PROBLEM DETAILS: Return the lines below that contain the word "jsonwebtoken".

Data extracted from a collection
········

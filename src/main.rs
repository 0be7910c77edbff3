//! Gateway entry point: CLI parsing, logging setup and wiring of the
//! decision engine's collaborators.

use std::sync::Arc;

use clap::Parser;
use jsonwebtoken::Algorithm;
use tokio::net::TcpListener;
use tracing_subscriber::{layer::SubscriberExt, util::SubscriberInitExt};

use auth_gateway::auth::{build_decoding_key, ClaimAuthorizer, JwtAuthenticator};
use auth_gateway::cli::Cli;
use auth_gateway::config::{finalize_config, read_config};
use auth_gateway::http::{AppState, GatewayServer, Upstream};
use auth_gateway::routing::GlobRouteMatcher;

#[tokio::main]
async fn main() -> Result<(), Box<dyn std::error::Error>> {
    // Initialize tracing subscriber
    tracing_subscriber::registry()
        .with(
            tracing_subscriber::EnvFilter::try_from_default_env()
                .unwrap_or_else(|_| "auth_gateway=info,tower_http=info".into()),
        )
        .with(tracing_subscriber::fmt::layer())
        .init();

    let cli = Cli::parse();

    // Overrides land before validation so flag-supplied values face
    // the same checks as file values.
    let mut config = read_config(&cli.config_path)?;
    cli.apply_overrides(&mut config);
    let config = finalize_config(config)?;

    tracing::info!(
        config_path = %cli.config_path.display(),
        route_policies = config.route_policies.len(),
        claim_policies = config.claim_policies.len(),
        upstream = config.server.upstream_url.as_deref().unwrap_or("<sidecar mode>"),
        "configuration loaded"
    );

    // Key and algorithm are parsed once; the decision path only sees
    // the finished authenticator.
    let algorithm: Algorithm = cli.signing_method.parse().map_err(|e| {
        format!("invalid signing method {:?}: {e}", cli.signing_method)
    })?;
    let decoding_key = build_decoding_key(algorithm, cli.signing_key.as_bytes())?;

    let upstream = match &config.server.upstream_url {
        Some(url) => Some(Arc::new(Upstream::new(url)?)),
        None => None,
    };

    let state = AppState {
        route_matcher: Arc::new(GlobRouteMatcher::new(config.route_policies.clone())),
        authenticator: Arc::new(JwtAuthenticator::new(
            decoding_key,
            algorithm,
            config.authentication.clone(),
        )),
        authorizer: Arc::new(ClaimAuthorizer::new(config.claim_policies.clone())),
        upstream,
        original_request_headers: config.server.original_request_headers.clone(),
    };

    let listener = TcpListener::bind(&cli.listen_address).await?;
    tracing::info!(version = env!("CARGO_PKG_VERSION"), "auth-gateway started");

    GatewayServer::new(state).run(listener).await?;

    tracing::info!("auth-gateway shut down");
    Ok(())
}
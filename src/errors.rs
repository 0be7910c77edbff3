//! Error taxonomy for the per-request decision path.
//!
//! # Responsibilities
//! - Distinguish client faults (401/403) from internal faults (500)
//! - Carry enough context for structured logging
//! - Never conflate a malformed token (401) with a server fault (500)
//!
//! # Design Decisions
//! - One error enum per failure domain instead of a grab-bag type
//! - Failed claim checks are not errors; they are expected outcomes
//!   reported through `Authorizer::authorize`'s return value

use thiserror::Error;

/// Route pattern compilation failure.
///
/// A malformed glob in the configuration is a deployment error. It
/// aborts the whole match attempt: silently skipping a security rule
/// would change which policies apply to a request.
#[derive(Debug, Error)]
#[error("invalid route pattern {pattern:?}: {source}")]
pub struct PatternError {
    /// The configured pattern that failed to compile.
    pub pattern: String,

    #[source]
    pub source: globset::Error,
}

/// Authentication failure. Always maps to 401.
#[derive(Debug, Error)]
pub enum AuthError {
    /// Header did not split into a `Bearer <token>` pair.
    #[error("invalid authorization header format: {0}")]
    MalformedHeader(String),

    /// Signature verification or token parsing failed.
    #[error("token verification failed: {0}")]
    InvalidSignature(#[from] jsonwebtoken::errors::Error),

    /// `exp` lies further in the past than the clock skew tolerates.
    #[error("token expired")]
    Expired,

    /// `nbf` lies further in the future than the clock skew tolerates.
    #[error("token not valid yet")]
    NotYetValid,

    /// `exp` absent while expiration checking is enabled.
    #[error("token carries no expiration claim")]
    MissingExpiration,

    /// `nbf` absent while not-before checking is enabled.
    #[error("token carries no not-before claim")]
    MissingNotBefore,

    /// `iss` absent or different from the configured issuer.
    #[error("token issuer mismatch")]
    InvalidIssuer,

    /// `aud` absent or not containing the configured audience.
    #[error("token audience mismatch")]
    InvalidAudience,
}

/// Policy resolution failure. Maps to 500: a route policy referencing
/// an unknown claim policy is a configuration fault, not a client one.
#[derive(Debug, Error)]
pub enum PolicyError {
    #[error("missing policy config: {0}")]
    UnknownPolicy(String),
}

········

WRITTEN REPLY:
use jsonwebtoken::Algorithm;
    InvalidSignature(#[from] jsonwebtoken::errors::Error),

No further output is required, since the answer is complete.